▶ [The problem]: Take every line from the data that has the word "named" in it.
Provided records Start Marker
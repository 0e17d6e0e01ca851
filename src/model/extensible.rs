//! Shared capability traits and the extensible building blocks.
//!
//! The entity graph is not a deep inheritance hierarchy: each concrete
//! entity composes a handful of small capabilities (identifiable, has-notes,
//! has-fields, ...). The builder and writer work against these traits so
//! that every extensible entity enforces and serializes its inherited
//! properties identically.

use smol_str::SmolStr;

use crate::error::LiftError;
use crate::text::MultiText;

// ============================================================================
// CAPABILITY TRAITS
// ============================================================================

/// Human-readable label for error messages ("entry 'cat'", "note").
pub trait Described {
    fn describe(&self) -> String;
}

/// Entities carrying an optional id plus an optional globally-unique id.
///
/// The guid is backfilled by the finalize pass when absent; the id is left
/// exactly as authored.
pub trait Identified {
    fn id(&self) -> Option<&str>;
    fn set_id(&mut self, id: impl Into<String>);
    fn guid(&self) -> Option<&str>;
    fn set_guid(&mut self, guid: impl Into<String>);
}

/// Entities carrying creation/modification timestamps (kept verbatim as the
/// document's date strings; the core does not interpret them).
pub trait Dated {
    fn date_created(&self) -> Option<&str>;
    fn set_date_created(&mut self, date: impl Into<String>);
    fn date_modified(&self) -> Option<&str>;
    fn set_date_modified(&mut self, date: impl Into<String>);
}

/// Entities owning notes, keyed by note type (at most one note per type).
pub trait HasNotes: Described {
    fn notes(&self) -> &[Note];
    fn notes_mut(&mut self) -> &mut Vec<Note>;

    fn add_note(&mut self, note: Note) -> Result<(), LiftError> {
        if self.notes().iter().any(|n| n.note_type() == note.note_type()) {
            return Err(LiftError::duplicate_note(note.note_type(), self.describe()));
        }
        self.notes_mut().push(note);
        Ok(())
    }
}

/// Entities owning uniquely-named fields.
pub trait HasFields: Described {
    fn fields(&self) -> &[Field];
    fn fields_mut(&mut self) -> &mut Vec<Field>;

    fn add_field(&mut self, field: Field) -> Result<(), LiftError> {
        if self.fields().iter().any(|f| f.name() == field.name()) {
            return Err(LiftError::duplicate_field(field.name(), self.describe()));
        }
        self.fields_mut().push(field);
        Ok(())
    }
}

/// Entities owning traits. Trait names are not unique keys: a holder may
/// carry several traits with the same name.
pub trait HasTraits {
    fn traits(&self) -> &[Trait];
    fn traits_mut(&mut self) -> &mut Vec<Trait>;

    fn add_trait(&mut self, t: Trait) {
        self.traits_mut().push(t);
    }
}

/// Entities owning annotations.
pub trait HasAnnotations {
    fn annotations(&self) -> &[Annotation];
    fn annotations_mut(&mut self) -> &mut Vec<Annotation>;

    fn add_annotation(&mut self, annotation: Annotation) {
        self.annotations_mut().push(annotation);
    }
}

/// Entities owning relations to other entries.
pub trait HasRelations {
    fn relations(&self) -> &[crate::model::Relation];
    fn relations_mut(&mut self) -> &mut Vec<crate::model::Relation>;

    fn add_relation(&mut self, relation: crate::model::Relation) {
        self.relations_mut().push(relation);
    }
}

/// Entities owning pronunciations.
pub trait HasPronunciations {
    fn pronunciations(&self) -> &[crate::model::Pronunciation];
    fn pronunciations_mut(&mut self) -> &mut Vec<crate::model::Pronunciation>;

    fn add_pronunciation(&mut self, pronunciation: crate::model::Pronunciation) {
        self.pronunciations_mut().push(pronunciation);
    }
}

// ============================================================================
// EXTENSIBLE BUILDING BLOCKS
// ============================================================================

/// A typed text block attached to an entity. The type is a uniqueness key
/// among the owner's notes; the empty string is a valid type.
#[derive(Debug, Clone, Default, PartialEq)]
pub struct Note {
    note_type: SmolStr,
    pub content: MultiText,
    pub fields: Vec<Field>,
    pub traits: Vec<Trait>,
    pub annotations: Vec<Annotation>,
    pub date_created: Option<String>,
    pub date_modified: Option<String>,
}

impl Note {
    pub fn new(note_type: impl Into<SmolStr>) -> Self {
        Self {
            note_type: note_type.into(),
            ..Self::default()
        }
    }

    pub fn note_type(&self) -> &str {
        &self.note_type
    }
}

impl Described for Note {
    fn describe(&self) -> String {
        if self.note_type.is_empty() {
            "note".to_string()
        } else {
            format!("note '{}'", self.note_type)
        }
    }
}

impl Dated for Note {
    fn date_created(&self) -> Option<&str> {
        self.date_created.as_deref()
    }
    fn set_date_created(&mut self, date: impl Into<String>) {
        self.date_created = Some(date.into());
    }
    fn date_modified(&self) -> Option<&str> {
        self.date_modified.as_deref()
    }
    fn set_date_modified(&mut self, date: impl Into<String>) {
        self.date_modified = Some(date.into());
    }
}

impl HasFields for Note {
    fn fields(&self) -> &[Field] {
        &self.fields
    }
    fn fields_mut(&mut self) -> &mut Vec<Field> {
        &mut self.fields
    }
}

impl HasTraits for Note {
    fn traits(&self) -> &[Trait] {
        &self.traits
    }
    fn traits_mut(&mut self) -> &mut Vec<Trait> {
        &mut self.traits
    }
}

impl HasAnnotations for Note {
    fn annotations(&self) -> &[Annotation] {
        &self.annotations
    }
    fn annotations_mut(&mut self) -> &mut Vec<Annotation> {
        &mut self.annotations
    }
}

/// A uniquely-named, text-bearing extension slot. Fields cannot own fields.
#[derive(Debug, Clone, Default, PartialEq)]
pub struct Field {
    name: SmolStr,
    pub content: MultiText,
    pub traits: Vec<Trait>,
    pub annotations: Vec<Annotation>,
    pub date_created: Option<String>,
    pub date_modified: Option<String>,
}

impl Field {
    pub fn new(name: impl Into<SmolStr>) -> Self {
        Self {
            name: name.into(),
            ..Self::default()
        }
    }

    pub fn name(&self) -> &str {
        &self.name
    }
}

impl Described for Field {
    fn describe(&self) -> String {
        format!("field '{}'", self.name)
    }
}

impl Dated for Field {
    fn date_created(&self) -> Option<&str> {
        self.date_created.as_deref()
    }
    fn set_date_created(&mut self, date: impl Into<String>) {
        self.date_created = Some(date.into());
    }
    fn date_modified(&self) -> Option<&str> {
        self.date_modified.as_deref()
    }
    fn set_date_modified(&mut self, date: impl Into<String>) {
        self.date_modified = Some(date.into());
    }
}

impl HasTraits for Field {
    fn traits(&self) -> &[Trait] {
        &self.traits
    }
    fn traits_mut(&mut self) -> &mut Vec<Trait> {
        &mut self.traits
    }
}

impl HasAnnotations for Field {
    fn annotations(&self) -> &[Annotation] {
        &self.annotations
    }
    fn annotations_mut(&mut self) -> &mut Vec<Annotation> {
        &mut self.annotations
    }
}

/// A name/value annotation. Names are not unique: a holder may carry
/// several traits with the same name and different values.
#[derive(Debug, Clone, Default, PartialEq)]
pub struct Trait {
    name: SmolStr,
    value: String,
    pub annotations: Vec<Annotation>,
}

impl Trait {
    pub fn new(name: impl Into<SmolStr>, value: impl Into<String>) -> Self {
        Self {
            name: name.into(),
            value: value.into(),
            annotations: Vec::new(),
        }
    }

    pub fn name(&self) -> &str {
        &self.name
    }

    pub fn value(&self) -> &str {
        &self.value
    }
}

impl HasAnnotations for Trait {
    fn annotations(&self) -> &[Annotation] {
        &self.annotations
    }
    fn annotations_mut(&mut self) -> &mut Vec<Annotation> {
        &mut self.annotations
    }
}

/// An attributed remark on an entity or on a single form. The content is a
/// multitext whose forms may themselves carry further annotations.
#[derive(Debug, Clone, Default, PartialEq)]
pub struct Annotation {
    name: SmolStr,
    pub value: Option<String>,
    pub who: Option<String>,
    pub when: Option<String>,
    pub content: MultiText,
}

impl Annotation {
    pub fn new(name: impl Into<SmolStr>) -> Self {
        Self {
            name: name.into(),
            ..Self::default()
        }
    }

    pub fn name(&self) -> &str {
        &self.name
    }
}

#[cfg(test)]
mod tests {
    use super::*;
    use crate::text::Form;

    #[test]
    fn note_types_are_unique_per_holder() {
        let mut note_holder = crate::model::Entry::default();
        note_holder.add_note(Note::new("usage")).unwrap();
        note_holder.add_note(Note::new("")).unwrap();
        let err = note_holder.add_note(Note::new("usage")).unwrap_err();
        assert!(err.to_string().contains("Duplicate"));
        // A second empty-typed note collides too: "" is a real type.
        assert!(note_holder.add_note(Note::new("")).is_err());
    }

    #[test]
    fn field_names_are_unique_per_holder() {
        let mut entry = crate::model::Entry::default();
        entry.add_field(Field::new("literal-meaning")).unwrap();
        assert!(entry.add_field(Field::new("summary")).is_ok());
        assert!(entry.add_field(Field::new("literal-meaning")).is_err());
    }

    #[test]
    fn trait_names_may_repeat() {
        let mut entry = crate::model::Entry::default();
        entry.add_trait(Trait::new("morph-type", "stem"));
        entry.add_trait(Trait::new("morph-type", "root"));
        assert_eq!(entry.traits.len(), 2);
    }

    #[test]
    fn annotation_content_is_multitext() {
        let mut ann = Annotation::new("reviewed");
        ann.content.add_form(Form::with_text("en", "yes")).unwrap();
        assert_eq!(ann.content.text("en").as_deref(), Some("yes"));
    }
}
Provided records End Marker
▶ [Solution]:
/// Entities owning uniquely-named fields.
/// A uniquely-named, text-bearing extension slot. Fields cannot own fields.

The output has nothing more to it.